— To do —
Please copy every line from the following entries in which the word "delimited" appears.

— Exercise data —
//! Cell reference parsing and formatting.
//!
//! Provides bidirectional conversion between spreadsheet-style cell references
//! (e.g., "A1", "B2", "AA100") and zero-indexed row/column coordinates.
//!
//! # Examples
//!
//! ```ignore
//! let cell = CellRef::parse("B3").unwrap();
//! assert_eq!(cell.row, 2);
//! assert_eq!(cell.col, 1);  // 0-indexed
//! assert_eq!(cell.to_string(), "B3");
//! ```

use regex::Regex;
use serde::{Deserialize, Serialize};
use std::fmt;
use std::sync::OnceLock;

/// A reference to a single cell by row and column indices (0-indexed).
#[derive(Clone, Copy, Debug, Hash, Eq, PartialEq, Serialize, Deserialize)]
pub struct CellRef {
    pub row: usize,
    pub col: usize,
}

fn a1_regex() -> &'static Regex {
    static RE: OnceLock<Regex> = OnceLock::new();
    // Row numbers are 1-indexed; a leading zero is not a valid row.
    RE.get_or_init(|| Regex::new(r"^(?<letters>[A-Za-z]+)(?<digits>[1-9][0-9]*)$").unwrap())
}

impl CellRef {
    pub fn new(row: usize, col: usize) -> CellRef {
        CellRef { row, col }
    }

    /// Parse a cell reference from A1 notation (e.g., "A1", "b2", "AA10").
    /// Returns None if the input is invalid.
    pub fn parse(name: &str) -> Option<CellRef> {
        let caps = a1_regex().captures(name)?;
        let col = letters_to_col(&caps["letters"])?;
        let row = caps["digits"].parse::<usize>().ok()?.checked_sub(1)?;
        Some(CellRef::new(row, col))
    }
}

impl std::str::FromStr for CellRef {
    type Err = String;

    fn from_str(s: &str) -> Result<Self, Self::Err> {
        Self::parse(s).ok_or_else(|| format!("Invalid cell reference: {}", s))
    }
}

impl fmt::Display for CellRef {
    fn fmt(&self, f: &mut fmt::Formatter<'_>) -> fmt::Result {
        write!(f, "{}{}", col_to_letters(self.col), self.row + 1)
    }
}

/// Convert a column index to spreadsheet-style letters (0 -> A, 25 -> Z, 26 -> AA).
pub fn col_to_letters(col: usize) -> String {
    let mut result = String::new();
    let mut n = col as u128 + 1;
    while n > 0 {
        n -= 1;
        result.insert(0, (b'A' + (n % 26) as u8) as char);
        n /= 26;
    }
    result
}

/// Convert spreadsheet-style letters to a column index (A -> 0, Z -> 25, AA -> 26).
/// Returns None on an empty string, any character outside A-Z, or overflow.
/// Case-insensitive.
pub fn letters_to_col(letters: &str) -> Option<usize> {
    if letters.is_empty() {
        return None;
    }
    let mut col = 0usize;
    for c in letters.bytes() {
        if !c.is_ascii_alphabetic() {
            return None;
        }
        let digit = (c.to_ascii_uppercase() - b'A') as usize + 1;
        col = col.checked_mul(26)?.checked_add(digit)?;
    }
    col.checked_sub(1)
}
//! Classification of selection expression tokens.
//!
//! Each comma-delimited unit of a selection expression matches exactly one
//! grammar rule. The rules are mutually exclusive: a token with a colon is a
//! range whose two halves must be the same kind, and a token without one is a
//! cell, a bare column, or a bare row, distinguished by the presence of
//! digits.

use super::cell_ref::{CellRef, letters_to_col};
use super::range::{Bounds, Range};

/// One comma-delimited unit of a selection expression, classified by grammar
/// rule.
#[derive(Debug, Clone, Copy, PartialEq, Eq)]
pub enum Segment {
    /// `A1`
    Cell(CellRef),
    /// `A1:C3` (corners in source order, possibly inverted)
    CellRange(CellRef, CellRef),
    /// `A`
    Column(usize),
    /// `A:C`
    ColumnRange(usize, usize),
    /// `5` (1-indexed in the source text, 0-indexed here)
    Row(usize),
    /// `1:5`
    RowRange(usize, usize),
}

/// One half of a range token, or a whole rangeless token.
enum Atom {
    Cell(CellRef),
    Column(usize),
    Row(usize),
}

impl Atom {
    fn classify(text: &str) -> Option<Atom> {
        if text.is_empty() {
            return None;
        }
        if text.bytes().all(|b| b.is_ascii_alphabetic()) {
            return letters_to_col(text).map(Atom::Column);
        }
        if text.bytes().all(|b| b.is_ascii_digit()) {
            // Rows are 1-indexed; "0" and leading zeros are invalid.
            if text.starts_with('0') {
                return None;
            }
            let row = text.parse::<usize>().ok()?.checked_sub(1)?;
            return Some(Atom::Row(row));
        }
        CellRef::parse(text).map(Atom::Cell)
    }
}

impl Segment {
    /// Classify a trimmed token. Returns None when no grammar rule matches,
    /// including mixed ranges such as `A1:C` or `A:3`.
    pub fn classify(text: &str) -> Option<Segment> {
        match text.split_once(':') {
            Some((start, end)) => match (Atom::classify(start)?, Atom::classify(end)?) {
                (Atom::Cell(s), Atom::Cell(e)) => Some(Segment::CellRange(s, e)),
                (Atom::Column(s), Atom::Column(e)) => Some(Segment::ColumnRange(s, e)),
                (Atom::Row(s), Atom::Row(e)) => Some(Segment::RowRange(s, e)),
                _ => None,
            },
            None => Some(match Atom::classify(text)? {
                Atom::Cell(c) => Segment::Cell(c),
                Atom::Column(c) => Segment::Column(c),
                Atom::Row(r) => Segment::Row(r),
            }),
        }
    }

    /// Expand into a normalized rectangle against the given bounds.
    /// Column forms span every row; row forms span every column.
    pub fn to_range(self, bounds: Bounds) -> Range {
        let last_row = bounds.rows.saturating_sub(1);
        let last_col = bounds.cols.saturating_sub(1);
        match self {
            Segment::Cell(c) => Range::single(c.row, c.col),
            Segment::CellRange(s, e) => Range::new(s.row, s.col, e.row, e.col),
            Segment::Column(col) => Range::new(0, col, last_row, col),
            Segment::ColumnRange(a, b) => Range::new(0, a, last_row, b),
            Segment::Row(row) => Range::new(row, 0, row, last_col),
            Segment::RowRange(a, b) => Range::new(a, 0, b, last_col),
        }
    }
}

#[cfg(test)]
mod tests {
    use super::*;

    #[test]
    fn test_classify_each_variant() {
        assert_eq!(
            Segment::classify("B2"),
            Some(Segment::Cell(CellRef::new(1, 1)))
        );
        assert_eq!(
            Segment::classify("A1:C3"),
            Some(Segment::CellRange(CellRef::new(0, 0), CellRef::new(2, 2)))
        );
        assert_eq!(Segment::classify("A"), Some(Segment::Column(0)));
        assert_eq!(Segment::classify("A:C"), Some(Segment::ColumnRange(0, 2)));
        assert_eq!(Segment::classify("5"), Some(Segment::Row(4)));
        assert_eq!(Segment::classify("1:5"), Some(Segment::RowRange(0, 4)));
    }

    #[test]
    fn test_classify_rejects_mixed_ranges() {
        assert_eq!(Segment::classify("A1:C"), None);
        assert_eq!(Segment::classify("A:3"), None);
        assert_eq!(Segment::classify("1:B2"), None);
    }

    #[test]
    fn test_classify_rejects_malformed_tokens() {
        assert_eq!(Segment::classify(""), None);
        assert_eq!(Segment::classify("A0"), None);
        assert_eq!(Segment::classify("0"), None);
        assert_eq!(Segment::classify("05"), None);
        assert_eq!(Segment::classify("1A"), None);
        assert_eq!(Segment::classify("A1:B2:C3"), None);
        assert_eq!(Segment::classify("A1 B2"), None);
    }

    #[test]
    fn test_to_range_expands_column_and_row_forms() {
        let bounds = Bounds::new(10, 5);
        assert_eq!(
            Segment::Column(2).to_range(bounds),
            Range::new(0, 2, 9, 2)
        );
        assert_eq!(
            Segment::RowRange(0, 2).to_range(bounds),
            Range::new(0, 0, 2, 4)
        );
    }

    #[test]
    fn test_to_range_normalizes_inverted_corners() {
        let bounds = Bounds::new(10, 5);
        let seg = Segment::classify("C3:A1").unwrap();
        assert_eq!(seg.to_range(bounds), Range::new(0, 0, 2, 2));

        let seg = Segment::classify("C:A").unwrap();
        assert_eq!(seg.to_range(bounds), Range::new(0, 0, 9, 2));

        let seg = Segment::classify("5:1").unwrap();
        assert_eq!(seg.to_range(bounds), Range::new(0, 0, 4, 4));
    }
}
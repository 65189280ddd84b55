//! Selection synchronization between a textual selector and a grid provider.

use gridtag_engine::selection::{
    EMPTY_SELECTION, Range, SelectionError, format_selection, parse_selection,
};

use crate::provider::GridProvider;

/// Parse a selector expression and apply it to the provider.
///
/// All-or-nothing: on any parse error the provider's selection is left
/// untouched. Empty or whitespace-only input clears the selection, matching
/// an emptied selector field.
pub fn apply_selection(
    provider: &mut dyn GridProvider,
    text: &str,
) -> Result<Vec<Range>, SelectionError> {
    if text.trim().is_empty() {
        provider.select_ranges(&[]);
        return Ok(Vec::new());
    }
    let ranges = parse_selection(text, provider.bounds())?;
    provider.select_ranges(&ranges);
    Ok(ranges)
}

/// Format the provider's current selection for display.
///
/// A selection can go stale when the grid shrinks underneath it, so
/// rectangles starting beyond the grid are dropped and overhanging ends are
/// clamped before formatting.
pub fn display_selection(provider: &dyn GridProvider) -> String {
    let bounds = provider.bounds();
    if bounds.is_empty() {
        return EMPTY_SELECTION.to_string();
    }
    let clamped: Vec<Range> = provider
        .selected_ranges()
        .into_iter()
        .filter(|r| r.start_row < bounds.rows && r.start_col < bounds.cols)
        .map(|r| {
            Range::new(
                r.start_row,
                r.start_col,
                r.end_row.min(bounds.rows - 1),
                r.end_col.min(bounds.cols - 1),
            )
        })
        .collect();
    format_selection(&clamped, bounds)
}

#[cfg(test)]
mod tests {
    use super::*;
    use crate::sheet::Sheet;

    fn sheet(rows: usize, cols: usize) -> Sheet {
        Sheet::from_rows(vec![vec![String::from("x"); cols]; rows])
    }

    #[test]
    fn test_apply_selects_on_success() {
        let mut sheet = sheet(10, 5);
        let ranges = apply_selection(&mut sheet, "A1:C3, E5").unwrap();
        assert_eq!(
            ranges,
            vec![Range::new(0, 0, 2, 2), Range::single(4, 4)]
        );
        assert_eq!(sheet.selected_ranges(), ranges);
    }

    #[test]
    fn test_apply_leaves_selection_on_failure() {
        let mut sheet = sheet(10, 5);
        apply_selection(&mut sheet, "B2").unwrap();

        let err = apply_selection(&mut sheet, "A1,Z99").unwrap_err();
        assert!(matches!(err, SelectionError::OutOfBounds(_)));
        assert_eq!(sheet.selected_ranges(), vec![Range::single(1, 1)]);
    }

    #[test]
    fn test_apply_empty_input_clears() {
        let mut sheet = sheet(10, 5);
        apply_selection(&mut sheet, "B2").unwrap();
        assert_eq!(apply_selection(&mut sheet, "   ").unwrap(), vec![]);
        assert!(sheet.selected_ranges().is_empty());
    }

    #[test]
    fn test_display_formats_current_selection() {
        let mut sheet = sheet(10, 5);
        apply_selection(&mut sheet, "C3:A1, 2").unwrap();
        assert_eq!(display_selection(&sheet), "A1:C3, 2");
    }

    #[test]
    fn test_display_placeholder_when_nothing_selected() {
        let sheet = sheet(10, 5);
        assert_eq!(display_selection(&sheet), "-");
        assert_eq!(display_selection(&Sheet::new()), "-");
    }

    #[test]
    fn test_display_clamps_stale_selection() {
        let mut small = sheet(3, 3);
        // A selection taken on a larger grid, now stale.
        small.select_ranges(&[Range::new(1, 1, 8, 8), Range::single(5, 0)]);
        // The overhanging range clamps; the out-of-grid one is dropped.
        assert_eq!(display_selection(&small), "B2:C3");
    }
}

— Reply —
//! Each comma-delimited unit of a selection expression matches exactly one
/// One comma-delimited unit of a selection expression, classified by grammar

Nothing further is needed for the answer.